Because the meetings were behind closed doors, the other advisers only commented on condition of anonymity. The goal will not be made public until China's annual parliament meeting, which is typically held in March, but it is anticipated that top leaders would support it at the meeting in December.
 
China announced in October that it would issue 1 trillion yuan ($139 billion) in sovereign bonds by the end of the year, increasing the budget deficit target for 2023 from 3% to 3.8% of GDP.
 
China's authorities have promised to "optimise the structure of central and local government debt," implying that since the national government's debt is just 21% of GDP, it can afford to spend more than local governments, which have debt of 76%.
 
"We are stepping up fiscal policy support," said another adviser, to make the "difficult" 2024 target "achievable."
 
Since the central bank is still worried that the yuan could weaken even more and stimulate capital outflows due to a growing interest rate disparity with the West, monetary stimulus is likely to play a more limited role.
 
"The space for monetary policy could be bigger if we have greater tolerance for exchange rate fluctuations," said Guan Tao, global chief economist at BOC International and a former official at the State Administration of Foreign Exchange (SAFE).
 
In 2022, China's GDP expanded by just 3%, which was among the poorest showings in almost 50 years.

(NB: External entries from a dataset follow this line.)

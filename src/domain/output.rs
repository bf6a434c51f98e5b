use chrono::NaiveDate;
use serde::{Deserialize, Serialize};
use std::collections::HashMap;

use super::types::{InputPinMode, OutputKind, PlanMode, UnhealthyAction};

/// Daily run-hour budget. `target_hours == -1.0` means "all eligible
/// slots"; month overrides replace the target for that calendar month.
#[derive(Debug, Clone, PartialEq, Serialize, Deserialize)]
pub struct DailyBudget {
    pub min_hours: f64,
    pub max_hours: f64,
    pub target_hours: f64,
    /// Month number (1-12) to target-hours override.
    #[serde(default)]
    pub month_targets: HashMap<u32, f64>,
    pub max_shortfall_hours: f64,
}

impl DailyBudget {
    pub const ALL_ELIGIBLE: f64 = -1.0;

    /// Target hours for a given month, honouring per-month overrides.
    pub fn target_for_month(&self, month: u32) -> f64 {
        self.month_targets
            .get(&month)
            .copied()
            .unwrap_or(self.target_hours)
    }

    pub fn wants_all_eligible(&self, month: u32) -> bool {
        self.target_for_month(month) == Self::ALL_ELIGIBLE
    }
}

/// Price ceilings for BestPrice planning, cents per kWh.
#[derive(Debug, Clone, Copy, PartialEq, Serialize, Deserialize)]
pub struct PriceCeilings {
    pub max_best_price: f64,
    pub max_priority_price: f64,
}

/// Off-side anti-chatter timer. `MinOff` and `MaxOff` are mutually
/// exclusive: the former clamps re-energising, the latter forces periodic
/// exercise.
#[derive(Debug, Clone, Copy, PartialEq, Serialize, Deserialize)]
pub enum OffTimer {
    None,
    MinOff { minutes: u32 },
    MaxOff { minutes: u32 },
}

/// Anti-chatter configuration.
#[derive(Debug, Clone, Copy, PartialEq, Serialize, Deserialize)]
pub struct AntiChatter {
    pub min_on_minutes: u32,
    pub off_timer: OffTimer,
}

/// Inclusive local-date interval in which the output must stay off.
#[derive(Debug, Clone, Copy, PartialEq, Serialize, Deserialize)]
pub struct DateOff {
    pub from: NaiveDate,
    pub to: NaiveDate,
}

impl DateOff {
    pub fn contains(&self, date: NaiveDate) -> bool {
        date >= self.from && date <= self.to
    }
}

/// Comparison direction for a temperature constraint.
#[derive(Debug, Clone, Copy, PartialEq, Eq, Serialize, Deserialize)]
#[serde(rename_all = "lowercase")]
pub enum TempComparison {
    /// Eligible only while the probe reads above the threshold.
    Above,
    /// Eligible only while the probe reads below the threshold.
    Below,
}

/// Gate an output on a temperature probe reading.
#[derive(Debug, Clone, PartialEq, Serialize, Deserialize)]
pub struct TempConstraint {
    pub probe: String,
    pub comparison: TempComparison,
    pub threshold_c: f64,
}

impl TempConstraint {
    /// True when the reading violates the constraint. `None` (no reading or
    /// stale) is never a violation on its own.
    pub fn violated_by(&self, reading_c: Option<f64>) -> bool {
        match (reading_c, self.comparison) {
            (Some(t), TempComparison::Above) => t <= self.threshold_c,
            (Some(t), TempComparison::Below) => t >= self.threshold_c,
            (None, _) => false,
        }
    }
}

/// Link to a UPS and the action taken while it is unhealthy.
#[derive(Debug, Clone, PartialEq, Serialize, Deserialize)]
pub struct UpsLink {
    pub ups: String,
    pub action: UnhealthyAction,
}

/// Physical input pin wired to override this output.
#[derive(Debug, Clone, PartialEq, Serialize, Deserialize)]
pub struct InputPin {
    pub device: String,
    pub input: u8,
    pub mode: InputPinMode,
}

/// Power thresholds for meter-kind outputs.
#[derive(Debug, Clone, Copy, PartialEq, Serialize, Deserialize)]
pub struct MeterThresholds {
    /// At or above this the load counts as running.
    pub power_on_w: f64,
    /// At or below this the load counts as stopped.
    pub power_off_w: f64,
    /// Sessions smaller than this are discarded from the log.
    pub min_energy_to_log_wh: f64,
}

/// Relay/meter endpoint on a device: device name plus channel index.
#[derive(Debug, Clone, PartialEq, Serialize, Deserialize)]
pub struct DeviceChannel {
    pub device: String,
    pub index: u8,
}

/// A fully resolved output definition. Built from raw config at startup;
/// all name references have been checked against the registry.
#[derive(Debug, Clone, PartialEq, Serialize, Deserialize)]
pub struct OutputConfig {
    pub name: String,
    pub kind: OutputKind,
    pub relay: Option<DeviceChannel>,
    pub meter: Option<DeviceChannel>,
    pub input_pin: Option<InputPin>,
    pub mode: PlanMode,
    pub schedule: Option<String>,
    pub constraint_schedule: Option<String>,
    pub price_channel: String,
    pub budget: DailyBudget,
    pub ceilings: PriceCeilings,
    pub chatter: AntiChatter,
    pub dates_off: Vec<DateOff>,
    pub stop_on_exit: bool,
    pub parent: Option<String>,
    pub turn_on_sequence: Option<String>,
    pub turn_off_sequence: Option<String>,
    /// Cap on app-override ON duration, minutes. 0 disables expiry.
    pub max_app_on_minutes: u32,
    pub temp_constraints: Vec<TempConstraint>,
    pub ups_link: Option<UpsLink>,
    pub meter_thresholds: Option<MeterThresholds>,
}

impl OutputConfig {
    pub fn in_dates_off(&self, date: NaiveDate) -> bool {
        self.dates_off.iter().any(|d| d.contains(date))
    }
}

#[cfg(test)]
mod tests {
    use super::*;

    #[test]
    fn month_override_takes_precedence() {
        let budget = DailyBudget {
            min_hours: 1.0,
            max_hours: 8.0,
            target_hours: 4.0,
            month_targets: HashMap::from([(12, 6.0)]),
            max_shortfall_hours: 2.0,
        };
        assert_eq!(budget.target_for_month(12), 6.0);
        assert_eq!(budget.target_for_month(6), 4.0);
    }

    #[test]
    fn all_eligible_sentinel() {
        let budget = DailyBudget {
            min_hours: 0.0,
            max_hours: 24.0,
            target_hours: DailyBudget::ALL_ELIGIBLE,
            month_targets: HashMap::new(),
            max_shortfall_hours: 0.0,
        };
        assert!(budget.wants_all_eligible(3));
    }

    #[test]
    fn temp_constraint_violation_sides() {
        let keep_warm = TempConstraint {
            probe: "tank".into(),
            comparison: TempComparison::Below,
            threshold_c: 60.0,
        };
        // Eligible only below 60C: a 65C reading violates.
        assert!(keep_warm.violated_by(Some(65.0)));
        assert!(!keep_warm.violated_by(Some(40.0)));
        assert!(!keep_warm.violated_by(None));

        let frost_guard = TempConstraint {
            probe: "intake".into(),
            comparison: TempComparison::Above,
            threshold_c: 4.0,
        };
        assert!(frost_guard.violated_by(Some(2.0)));
        assert!(!frost_guard.violated_by(Some(10.0)));
    }

    #[test]
    fn date_off_interval_is_inclusive() {
        let d = DateOff {
            from: NaiveDate::from_ymd_opt(2025, 12, 24).unwrap(),
            to: NaiveDate::from_ymd_opt(2025, 12, 26).unwrap(),
        };
        assert!(d.contains(NaiveDate::from_ymd_opt(2025, 12, 24).unwrap()));
        assert!(d.contains(NaiveDate::from_ymd_opt(2025, 12, 26).unwrap()));
        assert!(!d.contains(NaiveDate::from_ymd_opt(2025, 12, 27).unwrap()));
    }
}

Economists predict it will rise by 5.0% in 2023 and 4.5% in 2024, according to a Reuters poll conducted in October. However, several have subsequently revised up their projections.
 
At a major party conference in 2022, President Xi Jinping unveiled his long-term plan for "Chinese-style modernization." According to official analysts, this would entail average annual growth of 4.7% in order to double China's economy by 2035.
 
Many commentators have called for structural reforms to shift the drivers of economic growth away from property and infrastructure investment and towards household spending and market-allocation of resources, in response to the sluggish post-COVID recovery.
 
In the absence of that, some economists caution, China might later this decade flirt with stagnation a la Japan.
 
Beijing has been attempting to shift its economy away from property by investing more in green and high-tech manufacturing, but it has had trouble improving investor and consumer confidence.
 
Insiders in the field of policy analysis speculate that the current political climate, in which the government has expanded its authority over all aspects of the economy, including the private sector, makes additional significant changes, particularly a return to market-oriented reforms, impossible.
 
"If there is no consensus on reforms, we will have to use stimulus to drive growth, even though it will not be sustainable,” a third adviser said.